What is palliative care?
Palliative comes from the Latin Palliare which means to cloak; an act providing comfort and dignity.
Palliative care is associated with a number of benefits, including improved symptom burden, quality of life, and patient satisfaction
In the ICU, we pigeonhole this specialty to goals of care conversation and “palliative extubations” at the very end of life. However palliative care has much more potential. These roles include:
Symptom assessment/management (e.g. pain, dyspnea, anxiety, etc.)
Communication between patient and stakeholders
Serious illness conversations about a person’s values and wishes for end of life
Helping to coordinate care with the ICU team
Inter-professional care teams
Terminal extubations
Discharge planning and coordination (e.g. hospice)
Caregiver engagement and bereavement
Primary vs Secondary Primary Care
True palliation is incredibly complex and difficult. It requires a system in your ICU to assess symptoms comprehensively and know how to manage them, as well as engaging in difficult but essential serious illness conversations about a person’s values and wishes for end of life and who they are as people. As with many aspects of critical care, this takes a village.
Primary palliative care refers to the basic skills and competencies required of all physicians and other health care professionals. Secondary palliative care refers to the specialist clinicians and organizations that provide consultation and specialty care.
Palliative care is much more than goals of care conversations. There will never be enough specialist palliative care clinicians to meet the need.
Secondary palliative care can be very useful in complex or difficult circumstances.
“The delivery and integration of primary and specialty palliative care should focus on the function (principles of integration) rather than the form (specific models of care like triggers or co-rounding). Given the diversity of cultures of different ICUs, we can be certain that the best form for how patients’ and families’ palliative care needs are met and how primary and specialty palliative care are integrated will vary from ICU to ICU, but the functions of providing high-quality palliative care to critically ill patients and their families are universal”
Specific Communication techniques
Headline statement
A clinical headline is a 1-3 sentence summary of the medical issues and what they mean for a patient. The “headline” is typically communicated to the patient and family in the context of a family meeting.
The first part typically summarizes the medical condition (“Your dad was admitted with a very serious infection.

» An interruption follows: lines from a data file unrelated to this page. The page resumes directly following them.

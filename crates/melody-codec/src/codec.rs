use crate::melody::{Event, Melody, MelodyView, MAX_MIDI_PITCH, MIN_MIDI_PITCH, NOTES_PER_OCTAVE};
use rand::distributions::{Distribution, WeightedIndex};
use rand::RngCore;
use seqconf::CodecSettings;
use serde::{Deserialize, Serialize};
use tracing::debug;

pub const DEFAULT_MIN_NOTE: Event = 48;
pub const DEFAULT_MAX_NOTE: Event = 84;
pub const DEFAULT_TRANSPOSE_TO_KEY: Event = 0;

#[derive(Debug, Clone, PartialEq, thiserror::Error)]
pub enum CodecError {
    #[error("invalid pitch window [{min_note}, {max_note})")]
    InvalidRange { min_note: Event, max_note: Event },

    #[error("transpose key {0} is not a pitch class 0-11")]
    InvalidKey(Event),

    #[error("expected {expected} class probabilities, got {actual}")]
    ClassCountMismatch { expected: usize, actual: usize },

    #[error("cannot sample from class probabilities: {0}")]
    BadDistribution(String),
}

/// Pitch window and key a codec works in.
#[derive(Debug, Clone, Copy, PartialEq, Eq, Serialize, Deserialize)]
pub struct CodecConfig {
    /// Inclusive.
    pub min_note: Event,
    /// Exclusive.
    pub max_note: Event,
    pub transpose_to_key: Event,
}

impl CodecConfig {
    pub fn new(
        min_note: Event,
        max_note: Event,
        transpose_to_key: Event,
    ) -> Result<Self, CodecError> {
        if min_note < MIN_MIDI_PITCH || max_note > MAX_MIDI_PITCH + 1 || min_note >= max_note {
            return Err(CodecError::InvalidRange { min_note, max_note });
        }
        if !(0..NOTES_PER_OCTAVE as Event).contains(&transpose_to_key) {
            return Err(CodecError::InvalidKey(transpose_to_key));
        }
        Ok(Self {
            min_note,
            max_note,
            transpose_to_key,
        })
    }

    pub fn note_range(&self) -> usize {
        (self.max_note - self.min_note) as usize
    }
}

impl Default for CodecConfig {
    fn default() -> Self {
        Self {
            min_note: DEFAULT_MIN_NOTE,
            max_note: DEFAULT_MAX_NOTE,
            transpose_to_key: DEFAULT_TRANSPOSE_TO_KEY,
        }
    }
}

impl TryFrom<&CodecSettings> for CodecConfig {
    type Error = CodecError;

    fn try_from(settings: &CodecSettings) -> Result<Self, Self::Error> {
        Self::new(
            settings.min_note,
            settings.max_note,
            settings.transpose_to_key,
        )
    }
}

/// Per-step model inputs with the label of the step that follows each one.
#[derive(Debug, Clone, Default, PartialEq, Serialize, Deserialize)]
pub struct TrainingExample {
    pub inputs: Vec<Vec<f64>>,
    pub labels: Vec<usize>,
}

impl TrainingExample {
    pub fn len(&self) -> usize {
        self.labels.len()
    }

    pub fn is_empty(&self) -> bool {
        self.labels.is_empty()
    }
}

/// Maps melodies to model inputs and labels, and class indices back to events.
///
/// `label` and `decode` describe the melody's last event and assume the
/// melody is not empty.
pub trait MelodyCodec {
    fn config(&self) -> &CodecConfig;

    /// Length of the vector returned by [`MelodyCodec::encode`].
    fn feature_size(&self) -> usize;

    /// Number of distinct labels.
    fn class_count(&self) -> usize;

    /// Input vector describing the melody's current state.
    fn encode(&self, melody: MelodyView<'_>) -> Vec<f64>;

    /// Class of the melody's last event, in `0..class_count()`.
    fn label(&self, melody: MelodyView<'_>) -> usize;

    /// Event that `class_index` stands for if appended to `melody`.
    fn decode(&self, class_index: usize, melody: MelodyView<'_>) -> Event;

    /// Inputs for every prefix paired with the label of the event that follows it.
    fn encode_sequence(&self, melody: MelodyView<'_>) -> TrainingExample {
        let mut example = TrainingExample::default();
        for i in 1..melody.len() {
            example.inputs.push(self.encode(melody.prefix(i)));
            example.labels.push(self.label(melody.prefix(i + 1)));
        }
        example
    }

    /// Squash `melody` into this codec's window and key, then encode it.
    fn squash_and_encode(&self, melody: &mut Melody) -> TrainingExample {
        let config = *self.config();
        melody.squash(config.min_note, config.max_note, config.transpose_to_key);
        self.encode_sequence(melody.view())
    }

    /// Inputs for a batch of melodies being generated.
    ///
    /// With `full_length` every prefix of each melody is encoded, otherwise
    /// only the whole melody.
    fn inputs_batch(&self, melodies: &[Melody], full_length: bool) -> Vec<Vec<Vec<f64>>> {
        melodies
            .iter()
            .map(|melody| {
                let view = melody.view();
                if full_length {
                    (1..=view.len()).map(|i| self.encode(view.prefix(i))).collect()
                } else {
                    vec![self.encode(view)]
                }
            })
            .collect()
    }

    /// Draw a class from `probabilities`, decode it and append it to `melody`.
    fn extend_with_sample(
        &self,
        melody: &mut Melody,
        probabilities: &[f64],
        rng: &mut dyn RngCore,
    ) -> Result<Event, CodecError> {
        if probabilities.len() != self.class_count() {
            return Err(CodecError::ClassCountMismatch {
                expected: self.class_count(),
                actual: probabilities.len(),
            });
        }

        let distribution = WeightedIndex::new(probabilities)
            .map_err(|e| CodecError::BadDistribution(e.to_string()))?;
        let class_index = distribution.sample(rng);
        let event = self.decode(class_index, melody.view());
        melody.push(event);

        debug!(class_index, event, len = melody.len(), "extended melody");
        Ok(event)
    }
}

Despite everything we have done, his lungs, kidneys, and other organs are getting worse.”).
The last part summarizes what the medical data means for the patient (“I am worried that he is dying.”) and to anticipate what information the patient and family really want to know, such as “Will he be on lifelong dialysis? “Will he be able to go home?” “Will he be able to feed himself?”
A good headline statement frames the situation, and provides important context for the conversation.
NURSE
NURSE is a structured approach to help you respond to strong emotions and articulate empathy.
It consists of 5 stages:
Acronym | Example | |
---|---|---|
N | Name/acknowledge | "I'm wondering if you are feeling ____?" |
U | Understand | "I can see how you would feel ____." |
R | Respect | "I understand that you want _____." |
S | Support | "You are not alone." "You don't have to go through this/make decisions all by yourself." |
E | Explore | "how do you feel like this will effect you?" |
SPIKES
SPIKES is a structured approach used to break bad news to patients or loved ones.
It consists of 6 steps:
Acronym | Examples | |
---|---|---|
S | Setup | - obtain the relevant knowledge (survival, prognosis, likely symptom progression, etc) - invite the appropriate people (family, specialists, etc) - physically setup the room (chairs, tissues, etc) - provide introductions |
P | Perception | - measure the temperature of the room e.g. "what have you been told about ____?" |
I | Invitation | - Provide an invitation to the discussion. e.g. "are you ready to hear the news?" Determine the altitude for the conversation e.g. "are you the kind of person who likes details or do you just want the big picture?" |
K | Knowledge | - Provide a warning shot e.g. "I'm afraid the news isn't good" - Break the bad news - Pause for reaction |
E | Empathy | respond to emotions (see NURSE rubric) |
S | Summary/Support | - Summarize the conversation. - Repeat steps as necesary. |
Jumpstart tool
A short tool designed to facilitate goals of care conversations, described in JAMA 2023.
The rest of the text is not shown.